Data provided START

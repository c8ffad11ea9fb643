// src/relay/mod.rs
use reqwest::Client;
use serde::Serialize;
use tracing::{debug, error};

use crate::models::Result;

/// Third-party form relay endpoint used by the live site.
pub const DEFAULT_RELAY_ENDPOINT: &str = "https://formspree.io/f/xqelqeel";

/// Payload the relay accepts. `_subject` becomes the notification email's
/// subject line; the chat variant fills `message`, the audit variant
/// `website`.
#[derive(Debug, Clone, Serialize)]
pub struct RelayMessage {
    pub name: String,
    pub email: String,
    #[serde(skip_serializing_if = "Option::is_none")]
    pub message: Option<String>,
    #[serde(skip_serializing_if = "Option::is_none")]
    pub website: Option<String>,
    #[serde(rename = "_subject")]
    pub subject: String,
}

pub struct FormRelay {
    endpoint: String,
    client: Client,
}

impl FormRelay {
    pub fn new(endpoint: impl Into<String>) -> Self {
        let endpoint = endpoint.into();
        debug!("Created FormRelay for endpoint: {}", endpoint);
        Self {
            endpoint,
            client: Client::new(),
        }
    }

    /// One shot, no retry. The relay is opaque: anything non-2xx is a
    /// failure with whatever text the service returned.
    pub async fn notify(&self, message: &RelayMessage) -> Result<()> {
        debug!("Relaying submission from {}: {}", message.email, message.subject);

        let response = self.client.post(&self.endpoint).json(message).send().await?;

        let status = response.status();
        if status.is_success() {
            debug!("✅ Relay accepted submission ({})", status);
            Ok(())
        } else {
            let error_text = response.text().await.unwrap_or_default();
            error!("❌ Form relay error ({}): {}", status, error_text);
            Err(format!("form relay rejected submission: {}", status).into())
        }
    }
}

#[cfg(test)]
mod tests {
    use super::*;

    #[test]
    fn chat_payload_shape() {
        let message = RelayMessage {
            name: "Jane".to_string(),
            email: "jane@x.com".to_string(),
            message: Some("How can we help?".to_string()),
            website: None,
            subject: "Quick Chat: Jane".to_string(),
        };

        let value = serde_json::to_value(&message).unwrap();
        assert_eq!(value["name"], "Jane");
        assert_eq!(value["message"], "How can we help?");
        assert_eq!(value["_subject"], "Quick Chat: Jane");
        assert!(value.get("website").is_none());
        assert!(value.get("subject").is_none());
    }

    #[test]
    fn audit_payload_shape() {
        let message = RelayMessage {
            name: "Omar".to_string(),
            email: "omar@x.com".to_string(),
            message: None,
            website: Some("https://omarplumbing.co.uk".to_string()),
            subject: "Free Audit Request: https://omarplumbing.co.uk".to_string(),
        };

        let value = serde_json::to_value(&message).unwrap();
        assert_eq!(value["website"], "https://omarplumbing.co.uk");
        assert!(value.get("message").is_none());
    }
}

Data provided END

Task brief:
Would you reproduce the whole listing exactly as it stands?

Response to the task:
repository c8ffad11ea9fb643
// src/relay/mod.rs
use reqwest::Client;
use serde::Serialize;
use tracing::{debug, error};

use crate::models::Result;

/// Third-party form relay endpoint used by the live site.
pub const DEFAULT_RELAY_ENDPOINT: &str = "https://formspree.io/f/xqelqeel";

/// Payload the relay accepts. `_subject` becomes the notification email's
/// subject line; the chat variant fills `message`, the audit variant
/// `website`.
#[derive(Debug, Clone, Serialize)]
pub struct RelayMessage {
    pub name: String,
    pub email: String,
    #[serde(skip_serializing_if = "Option::is_none")]
    pub message: Option<String>,
    #[serde(skip_serializing_if = "Option::is_none")]
    pub website: Option<String>,
    #[serde(rename = "_subject")]
    pub subject: String,
}

pub struct FormRelay {
    endpoint: String,
    client: Client,
}

impl FormRelay {
    pub fn new(endpoint: impl Into<String>) -> Self {
        let endpoint = endpoint.into();
        debug!("Created FormRelay for endpoint: {}", endpoint);
        Self {
            endpoint,
            client: Client::new(),
        }
    }

    /// One shot, no retry. The relay is opaque: anything non-2xx is a
    /// failure with whatever text the service returned.
    pub async fn notify(&self, message: &RelayMessage) -> Result<()> {
        debug!("Relaying submission from {}: {}", message.email, message.subject);

        let response = self.client.post(&self.endpoint).json(message).send().await?;

        let status = response.status();
        if status.is_success() {
            debug!("✅ Relay accepted submission ({})", status);
            Ok(())
        } else {
            let error_text = response.text().await.unwrap_or_default();
            error!("❌ Form relay error ({}): {}", status, error_text);
            Err(format!("form relay rejected submission: {}", status).into())
        }
    }
}

#[cfg(test)]
mod tests {
    use super::*;

    #[test]
    fn chat_payload_shape() {
        let message = RelayMessage {
            name: "Jane".to_string(),
            email: "jane@x.com".to_string(),
            message: Some("How can we help?".to_string()),
            website: None,
            subject: "Quick Chat: Jane".to_string(),
        };

        let value = serde_json::to_value(&message).unwrap();
        assert_eq!(value["name"], "Jane");
        assert_eq!(value["message"], "How can we help?");
        assert_eq!(value["_subject"], "Quick Chat: Jane");
        assert!(value.get("website").is_none());
        assert!(value.get("subject").is_none());
    }

    #[test]
    fn audit_payload_shape() {
        let message = RelayMessage {
            name: "Omar".to_string(),
            email: "omar@x.com".to_string(),
            message: None,
            website: Some("https://omarplumbing.co.uk".to_string()),
            subject: "Free Audit Request: https://omarplumbing.co.uk".to_string(),
        };

        let value = serde_json::to_value(&message).unwrap();
        assert_eq!(value["website"], "https://omarplumbing.co.uk");
        assert!(value.get("message").is_none());
    }
}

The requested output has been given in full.